● Exercise prompt
The answer is every line in the data below that contains the word "ValueMap".

● Records from a data collection
----
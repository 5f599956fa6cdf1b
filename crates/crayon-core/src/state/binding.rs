//! State configuration wire types and type coercion

use crate::action::ActionDescriptor;
use crate::value::{DynamicValue, ValueMap};
use serde::{Deserialize, Serialize};
use std::collections::BTreeMap;

/// Declared type of a state binding
#[derive(Debug, Clone, Copy, PartialEq, Eq, Serialize, Deserialize)]
#[serde(rename_all = "lowercase")]
pub enum BindingType {
    String,
    Number,
    Boolean,
    Object,
    Array,
}

impl BindingType {
    /// Value a binding starts with when it declares no default
    pub fn zero_value(self) -> DynamicValue {
        match self {
            Self::String => DynamicValue::String(String::new()),
            Self::Number => DynamicValue::Int(0),
            Self::Boolean => DynamicValue::Bool(false),
            Self::Object => DynamicValue::Object(ValueMap::new()),
            Self::Array => DynamicValue::Array(Vec::new()),
        }
    }

    /// Coerce an incoming value to this type.
    ///
    /// | type | rule |
    /// |---|---|
    /// | string | display string of the value |
    /// | number | numbers pass; strings parse (integer first, then float); else `0` |
    /// | boolean | booleans pass; strings are `true` iff they equal "true" ignoring case; else `false` |
    /// | object / array | passes if already that shape; else empty |
    pub fn coerce(self, value: DynamicValue) -> DynamicValue {
        match (self, value) {
            (Self::String, DynamicValue::String(s)) => DynamicValue::String(s),
            (Self::String, other) => DynamicValue::String(other.to_display_string()),

            (Self::Number, n @ (DynamicValue::Int(_) | DynamicValue::Float(_))) => n,
            (Self::Number, DynamicValue::String(s)) => parse_number(&s),
            (Self::Number, _) => DynamicValue::Int(0),

            (Self::Boolean, DynamicValue::Bool(b)) => DynamicValue::Bool(b),
            (Self::Boolean, DynamicValue::String(s)) => {
                DynamicValue::Bool(s.eq_ignore_ascii_case("true"))
            }
            (Self::Boolean, _) => DynamicValue::Bool(false),

            (Self::Object, obj @ DynamicValue::Object(_)) => obj,
            (Self::Array, arr @ DynamicValue::Array(_)) => arr,
            (ty @ (Self::Object | Self::Array), _) => ty.zero_value(),
        }
    }
}

fn parse_number(raw: &str) -> DynamicValue {
    let trimmed = raw.trim();
    if let Ok(i) = trimmed.parse::<i64>() {
        return DynamicValue::Int(i);
    }
    match trimmed.parse::<f64>() {
        Ok(f) if f.is_finite() => DynamicValue::Float(f),
        _ => DynamicValue::Int(0),
    }
}

/// One named, typed slot in the store
#[derive(Debug, Clone, PartialEq, Serialize, Deserialize)]
#[serde(rename_all = "camelCase")]
pub struct StateBinding {
    /// Mirrors the map key; the map key wins when they differ
    #[serde(default)]
    pub key: String,
    #[serde(rename = "type")]
    pub binding_type: BindingType,
    #[serde(default, skip_serializing_if = "Option::is_none")]
    pub default_value: Option<DynamicValue>,
    #[serde(default, skip_serializing_if = "Option::is_none")]
    pub computed: Option<bool>,
    #[serde(default, skip_serializing_if = "Option::is_none")]
    pub expression: Option<String>,
}

impl StateBinding {
    /// Plain binding
    pub fn new(key: impl Into<String>, binding_type: BindingType) -> Self {
        Self {
            key: key.into(),
            binding_type,
            default_value: None,
            computed: None,
            expression: None,
        }
    }

    /// Computed binding evaluated from `expression`
    pub fn computed(
        key: impl Into<String>,
        binding_type: BindingType,
        expression: impl Into<String>,
    ) -> Self {
        Self {
            computed: Some(true),
            expression: Some(expression.into()),
            ..Self::new(key, binding_type)
        }
    }

    /// Set the default value (builder pattern)
    pub fn with_default(mut self, value: impl Into<DynamicValue>) -> Self {
        self.default_value = Some(value.into());
        self
    }

    /// Marked computed on the wire, whether or not it has an expression
    pub fn declares_computed(&self) -> bool {
        self.computed == Some(true)
    }

    /// Initial value: the default coerced to the binding type, or the zero value
    pub fn initial_value(&self) -> DynamicValue {
        match &self.default_value {
            Some(value) => self.binding_type.coerce(value.clone()),
            None => self.binding_type.zero_value(),
        }
    }
}

/// Action fired when a key's value changes
#[derive(Debug, Clone, PartialEq, Serialize, Deserialize)]
pub struct StateWatcher {
    pub key: String,
    pub action: ActionDescriptor,
}

/// `state` block of a component node
#[derive(Debug, Clone, Default, PartialEq, Serialize, Deserialize)]
pub struct StateConfiguration {
    #[serde(default)]
    pub bindings: BTreeMap<String, StateBinding>,
    #[serde(default)]
    pub watchers: Vec<StateWatcher>,
}

impl StateConfiguration {
    /// Add a binding under its own key (builder pattern)
    pub fn binding(mut self, binding: StateBinding) -> Self {
        self.bindings.insert(binding.key.clone(), binding);
        self
    }

    /// Add a watcher (builder pattern)
    pub fn watch(mut self, key: impl Into<String>, action: ActionDescriptor) -> Self {
        self.watchers.push(StateWatcher {
            key: key.into(),
            action,
        });
        self
    }
}

#[cfg(test)]
mod tests {
    use super::*;
    use test_case::test_case;

    #[test_case(BindingType::String, DynamicValue::Int(42), DynamicValue::from("42") ; "int to string")]
    #[test_case(BindingType::String, DynamicValue::Null, DynamicValue::from("") ; "null to string")]
    #[test_case(BindingType::String, DynamicValue::Bool(true), DynamicValue::from("true") ; "bool to string")]
    #[test_case(BindingType::Number, DynamicValue::from("42"), DynamicValue::Int(42) ; "integral string")]
    #[test_case(BindingType::Number, DynamicValue::from(" 2.5 "), DynamicValue::Float(2.5) ; "float string")]
    #[test_case(BindingType::Number, DynamicValue::from("abc"), DynamicValue::Int(0) ; "garbage string")]
    #[test_case(BindingType::Number, DynamicValue::from("inf"), DynamicValue::Int(0) ; "infinite string")]
    #[test_case(BindingType::Number, DynamicValue::Float(1.5), DynamicValue::Float(1.5) ; "float passes")]
    #[test_case(BindingType::Number, DynamicValue::Bool(true), DynamicValue::Int(0) ; "bool to number")]
    #[test_case(BindingType::Boolean, DynamicValue::from("TRUE"), DynamicValue::Bool(true) ; "true string")]
    #[test_case(BindingType::Boolean, DynamicValue::from("yes"), DynamicValue::Bool(false) ; "other string")]
    #[test_case(BindingType::Boolean, DynamicValue::Int(1), DynamicValue::Bool(false) ; "number to bool")]
    #[test_case(BindingType::Object, DynamicValue::Array(vec![]), DynamicValue::Object(ValueMap::new()) ; "array to object")]
    #[test_case(BindingType::Array, DynamicValue::from("x"), DynamicValue::Array(vec![]) ; "string to array")]
    fn test_coercion(ty: BindingType, input: DynamicValue, expected: DynamicValue) {
        assert_eq!(ty.coerce(input), expected);
    }

    #[test]
    fn test_binding_wire_names() {
        let binding: StateBinding = serde_json::from_str(
            r#"{"key": "total", "type": "number", "defaultValue": "3", "computed": true, "expression": "a + b"}"#,
        )
        .unwrap();
        assert_eq!(binding.binding_type, BindingType::Number);
        assert!(binding.declares_computed());
        assert_eq!(binding.initial_value(), DynamicValue::Int(3));
    }

    #[test]
    fn test_configuration_defaults() {
        let config: StateConfiguration = serde_json::from_str("{}").unwrap();
        assert!(config.bindings.is_empty());
        assert!(config.watchers.is_empty());
    }

    #[test]
    fn test_zero_values() {
        assert_eq!(
            StateBinding::new("flag", BindingType::Boolean).initial_value(),
            DynamicValue::Bool(false)
        );
        assert_eq!(
            StateBinding::new("items", BindingType::Array).initial_value(),
            DynamicValue::Array(vec![])
        );
    }
}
----
● Answer to this exercise
use crate::value::{DynamicValue, ValueMap};
            Self::Object => DynamicValue::Object(ValueMap::new()),
    #[test_case(BindingType::Object, DynamicValue::Array(vec![]), DynamicValue::Object(ValueMap::new()) ; "array to object")]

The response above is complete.